YouTube offers frights, entertainment

By Randi Alu

Ah, YouTube. Where would our generation be without it? We use it for music, movie trailers,… Ah, YouTube. Where would our generation be without it? We use it for music, movie trailers, viral videos and for seeing how long we can stand “Epic Sax Guy.” Oh, and cats. Thousands of cats.

But I see a great tragedy in this. YouTube should not be viewed simply as a dump of injury videos that we can show off to make our friends squirm. Users bursting with creative juices can take advantage of the video-sharing site to create features that defy traditional expectations of a video clip. Although they might not get as many views as the video of the baby panda sneezing, they can offer intellectual entertainment amid a sea of mindless vlogs and singing dogs. You just have to be able to find them.

Nothing scares the hell out of me quite like “found footage” paranormal “documentaries.” The “Marble Hornets” series is one of the best I’ve seen. It follows a film student sifting through the video from a project of a friend who had abandoned his work as he became increasingly mentally unstable. The story is skillfully unveiled through text that the film-student character adds to the video entries, which become more and more disturbing.

“Marble Hornets” is part of a larger mythos born deep within the Internet that features a creature/man called Slender Man. The creators — actually film students — were members of the forum that created the character. Knowing the mythos before viewing the series is not essential, but if you like it, you could do some more research and find much more similar stuff. Slender Man is very popular among paranormal fiction forums.

There are about 45 videos on the YouTube channel, MarbleHornets, that are dedicated only to this narrative. A new one pops up every so often, not on any apparent schedule. Even if 45 seems like a lot, don’t be intimidated — the videos range from a few seconds to about 7 minutes in length. And once you begin watching, every post seems brief because you become so engrossed in the mystery. I suggest setting aside some time and watching them all at once, because the suspense keeps growing.

One would think that entering the individually awesome terms “zombies,” “pizza delivery” and “YouTube” together into a Google search, you’d get a bunch of nonsense. But on the contrary, the formula reveals one of the most ingenious marketing endeavors to ever grace the Internet: the “Deliver Me to Hell” interactive zombie-movie adventure by the Hell Pizza franchise of New Zeland. The masterpiece can be watched on their YouTube channel, HellPizzaNZ.

In “Deliver Me to Hell,” the viewer makes the choices for a pizza delivery man who is trying to deliver a pizza to a stranded damsel-in-distress during a zombie apocalypse. As you might gather from such a ridiculous premise, the entire thing is a dark, hilarious joke.

Because the series is a choose-you-own-adventure story, only the first video can be found using a search. Otherwise, you’d be able to cheat. (That being said, you can still cheat by using the “back” button. But where’s the fun in that?). At the end of the first clip, you will be faced with two choices and, depending on which you choose, the site will link you to an unlisted video. Then the pattern continues. What you choose to do in each situation determines the video that comes next.

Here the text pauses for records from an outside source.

// SPDX-License-Identifier: BUSL-1.1
// Copyright (c) 2026 Alfred Jean LLC

//! Auxiliary stage gates: run tasks, cost estimation and policy checks

use crate::error::BackendError;
use crate::operation::Completion;
use crate::task::OperationTask;
use relay_adapters::{Interrupter, Prompt, RemoteClient, Renderer, StateLocker};
use relay_core::{
    CostEstimate, CostEstimateStatus, Diagnostic, Enforcement, PolicyCheck, PolicyStatus, Stage,
    StageStatus, TaskStage, TaskStatus,
};

pub const SKIPPED_DUE_TO_TARGETING: &str =
    "Not available for this plan, because it was created with the -target option.";

fn task_status_label(status: TaskStatus) -> &'static str {
    match status {
        TaskStatus::Pending => "pending",
        TaskStatus::Running => "running",
        TaskStatus::Passed => "passed",
        TaskStatus::Failed => "failed",
        TaskStatus::Errored => "errored",
        TaskStatus::Canceled => "canceled",
        TaskStatus::Unreachable => "unreachable",
        TaskStatus::Unknown => "unknown",
    }
}

fn signed_cost(delta: &str) -> String {
    match delta.strip_prefix('-') {
        Some(amount) => format!("-${}", amount),
        None => format!("+${}", delta),
    }
}

impl<R, L, P, I, Rd> OperationTask<R, L, P, I, Rd>
where
    R: RemoteClient,
    L: StateLocker,
    P: Prompt,
    I: Interrupter,
    Rd: Renderer,
{
    /// Await one run-task stage, if the run has it. Returns false when a
    /// mandatory task failed.
    pub(crate) async fn await_task_stage(
        &self,
        stages: &[TaskStage],
        which: Stage,
        completion: &Completion,
    ) -> Result<bool, BackendError> {
        let Some(stage) = stages.iter().find(|s| s.stage == which) else {
            return Ok(true);
        };
        let stage = self
            .poll(
                || self.remote.read_task_stage(&stage.id),
                |s: &TaskStage| s.status.is_terminal(),
            )
            .await?;
        tracing::info!(stage = %which, status = ?stage.status, "task stage finished");

        let passed = stage
            .task_results
            .iter()
            .filter(|t| t.status == TaskStatus::Passed)
            .count();
        self.renderer.print(&format!(
            "{} Tasks: {} passed, {} total",
            which,
            passed,
            stage.task_results.len()
        ));

        let mut ok = true;
        for task in &stage.task_results {
            let enforcement = match task.enforcement {
                Enforcement::Mandatory => "mandatory",
                Enforcement::Advisory => "advisory",
            };
            let mut line = format!(
                "  {} ({}): {}",
                task.task_name,
                enforcement,
                task_status_label(task.status)
            );
            if !task.message.is_empty() {
                line.push_str(" - ");
                line.push_str(&task.message);
            }
            self.renderer.print(&line);

            if !task.status.is_failed() {
                continue;
            }
            let summary = format!("{} task \"{}\" failed", which, task.task_name);
            match task.enforcement {
                Enforcement::Mandatory => {
                    ok = false;
                    completion.push(Diagnostic::error(summary).with_detail(task.message.clone()));
                }
                Enforcement::Advisory => {
                    completion.push(Diagnostic::warning(summary).with_detail(task.message.clone()));
                }
            }
        }

        if matches!(
            stage.status,
            StageStatus::Failed
                | StageStatus::AwaitingOverride
                | StageStatus::Canceled
                | StageStatus::Errored
                | StageStatus::Unreachable
        ) {
            ok = false;
        }
        Ok(ok)
    }

    /// Poll and summarize the cost estimate
    pub(crate) async fn cost_estimate(&self, id: &str) -> Result<bool, BackendError> {
        let estimate = self
            .poll(
                || self.remote.read_cost_estimate(id),
                |c: &CostEstimate| c.status.is_terminal(),
            )
            .await?;

        self.renderer.print("Cost Estimation:");
        match estimate.status {
            CostEstimateStatus::Finished => {
                self.renderer.print(&format!(
                    "Resources: {} of {} estimated",
                    estimate.matched_resources_count, estimate.resources_count
                ));
                self.renderer.print(&format!(
                    "           ${}/mo {}",
                    estimate.proposed_monthly_cost,
                    signed_cost(&estimate.delta_monthly_cost)
                ));
                Ok(true)
            }
            CostEstimateStatus::Errored => {
                let reason = estimate
                    .error_message
                    .unwrap_or_else(|| "no reason given".to_string());
                self.renderer
                    .print(&format!("Cost estimation errored: {}", reason));
                Ok(true)
            }
            CostEstimateStatus::Canceled => Err(BackendError::CostEstimateCanceled),
            CostEstimateStatus::SkippedDueToTargeting => {
                self.renderer.print(SKIPPED_DUE_TO_TARGETING);
                Ok(true)
            }
            other => {
                tracing::warn!(status = ?other, "cost estimate ended in an unexpected status");
                Ok(true)
            }
        }
    }

    /// Poll one policy check. Anything but a pass fails the operation.
    pub(crate) async fn policy_check(
        &self,
        id: &str,
        completion: &Completion,
    ) -> Result<bool, BackendError> {
        let check = self
            .poll(
                || self.remote.read_policy_check(id),
                |p: &PolicyCheck| p.status.is_terminal(),
            )
            .await?;

        self.renderer.print("Policy Check:");
        if !check.output.is_empty() {
            self.renderer.print(&check.output);
        }
        let result = check.result;
        match check.status {
            PolicyStatus::Passed | PolicyStatus::Overridden => Ok(true),
            PolicyStatus::SoftFailed => {
                completion.push(
                    Diagnostic::warning("Soft-mandatory policy check failed").with_detail(format!(
                        "{} policies passed, {} soft-mandatory policies failed.",
                        result.passed, result.soft_failed
                    )),
                );
                Ok(false)
            }
            PolicyStatus::HardFailed => {
                completion.push(
                    Diagnostic::error("Hard-mandatory policy check failed").with_detail(format!(
                        "{} policies passed, {} hard-mandatory policies failed.",
                        result.passed, result.hard_failed
                    )),
                );
                Ok(false)
            }
            other => {
                completion.push(Diagnostic::error(format!(
                    "Policy check ended without a result ({:?})",
                    other
                )));
                Ok(false)
            }
        }
    }
}
// SPDX-License-Identifier: BUSL-1.1
// Copyright (c) 2026 Alfred Jean LLC

use super::*;
use crate::guard::LOCK_TIMEOUT_NOTICE;
use crate::retry::INITIAL_RETRY_MESSAGE;
use crate::stages::SKIPPED_DUE_TO_TARGETING;
use relay_adapters::{
    FakeInterrupter, FakePrompt, FakeRemote, FakeRenderer, FakeStateLocker, LockError,
    RemoteError, RetryAttempt, PLAN_LOG_URL,
};
use relay_core::{
    ConfigurationVersionStatus, CostEstimate, CostEstimateStatus, Enforcement, HttpConfig,
    LogConfig, LogKind, OperationKind, OperationResult, Permissions, PolicyCheck, PolicyResult,
    PolicyStatus, PollConfig, RedactedPlan, Run, RunStatus, SequentialIdGen, Severity, Stage,
    StageStatus, TaskResult, TaskStage, TaskStatus, Workspace,
};
use std::time::Duration;
use tempfile::TempDir;

type TestBackend =
    Backend<FakeRemote, FakeStateLocker, FakePrompt, FakeInterrupter, FakeRenderer, SequentialIdGen>;

struct Harness {
    remote: FakeRemote,
    locker: FakeStateLocker,
    prompt: FakePrompt,
    interrupter: FakeInterrupter,
    renderer: FakeRenderer,
    config_dir: TempDir,
    caller: CancellationToken,
}

impl Harness {
    fn new() -> Self {
        let remote = FakeRemote::new();
        remote.add_workspace(workspace());
        Self {
            remote,
            locker: FakeStateLocker::new(),
            prompt: FakePrompt::new(),
            interrupter: FakeInterrupter::new(),
            renderer: FakeRenderer::new(),
            config_dir: tempfile::tempdir().unwrap(),
            caller: CancellationToken::new(),
        }
    }

    fn backend(&self) -> TestBackend {
        let deps = BackendDeps {
            remote: self.remote.clone(),
            locker: self.locker.clone(),
            prompt: self.prompt.clone(),
            interrupter: self.interrupter.clone(),
            renderer: self.renderer.clone(),
        };
        Backend::new(deps, &config(), SequentialIdGen::new())
    }

    fn op(&self, kind: OperationKind) -> Operation {
        Operation::new(kind, "prod").with_config_dir(self.config_dir.path())
    }

    async fn run(&self, op: Operation) -> RunningOperation {
        let handle = self.backend().operation(op, &self.caller).await.unwrap();
        handle.wait().await;
        handle
    }

    fn assert_released(&self) {
        assert!(!self.locker.is_locked());
        assert_eq!(self.locker.unlock_count(), 1);
    }
}

fn workspace() -> Workspace {
    Workspace {
        id: "ws-1".into(),
        name: "networking-prod".into(),
        permissions: Permissions::all(),
        ..Workspace::default()
    }
}

fn config() -> BackendConfig {
    BackendConfig {
        hostname: "relay.example.com".into(),
        organization: "acme".into(),
        token: None,
        mapping: WorkspaceMapping::Prefix("networking-".into()),
        polling: PollConfig::default(),
        http: HttpConfig::default(),
        logs: LogConfig::default(),
    }
}

fn error_summaries(handle: &RunningOperation) -> Vec<String> {
    handle
        .diagnostics()
        .errors()
        .map(|d| d.summary.clone())
        .collect()
}

// =============================================================================
// Plan
// =============================================================================

#[tokio::test(start_paused = true)]
async fn plan_succeeds_and_releases_lock() {
    let h = Harness::new();

    let handle = h.run(h.op(OperationKind::Plan)).await;

    assert!(handle.is_done());
    assert_eq!(handle.result(), OperationResult::Success);
    assert!(!handle.plan_empty());
    assert_eq!(handle.run_id().as_deref(), Some("run-1"));
    assert!(handle.diagnostics().is_empty());
    h.assert_released();
    assert_eq!(h.remote.call_count("apply_run"), 0);
}

#[tokio::test(start_paused = true)]
async fn plan_without_changes_reports_empty_plan() {
    let h = Harness::new();
    h.remote.set_has_changes(false);

    let handle = h.run(h.op(OperationKind::Plan)).await;

    assert_eq!(handle.result(), OperationResult::Success);
    assert!(handle.plan_empty());
}

#[tokio::test(start_paused = true)]
async fn errored_run_fails_operation() {
    let h = Harness::new();
    h.remote
        .script_run(vec![RunStatus::Pending, RunStatus::Planning, RunStatus::Errored]);

    let handle = h.run(h.op(OperationKind::Plan)).await;

    assert_eq!(handle.result(), OperationResult::Failure);
    h.assert_released();
}

#[tokio::test(start_paused = true)]
async fn unsupported_workspace_is_rejected_before_any_call() {
    let h = Harness::new();
    let op = Operation::new(OperationKind::Plan, "default").with_config_dir(h.config_dir.path());

    let err = h.backend().operation(op, &h.caller).await.err().unwrap();

    assert!(matches!(err, BackendError::UnsupportedWorkspaceOperation(_)));
    assert!(h.remote.calls().is_empty());
    assert!(h.locker.calls().is_empty());
}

The production value is fantastic, and the series is great fun and has endless replay value. Thanks to my mad zombie-slaying skills, I made it through to the end alive the first time, but then played again and again trying to see how many different ways I could die. I only wish that I lived in New Zealand so that I could support Hell Pizza more by buying their food.

Enough of the paranormal. Video-sharing sites can offer you some real-word-applicable knowledge as well. On the YouTube channel Khanacademy, I found a new way to satiate my thirst for facts. This nonprofit project combines the ease of video tutorials with the abundant subject matter of sites like Wikipedia.

The self-proclaimed “world’s free classroom” has its videos organized neatly into playlists by subject, affording viewers easy navigation. There’s even a playlist on the most-infamously dreaded course among Pitt students: O-Chem. As I’m no chemist, that one doesn’t help me much, but I’ve learned other things from this fantastic channel.

I had no clue what the debt ceiling was and why politicians were fighting about it. So as I do with most everything in my life, I looked to the Internet, and the Khan Academy helped me understand what the issue is all about. Now I can not care about financial politics for reasons other than ignorance.

So there you have it, a taste of the deeper side of our beloved YouTube: filled with gooey film-artsy, innovative-markety, extra-knowledgey goodness. Happy screening, addicts.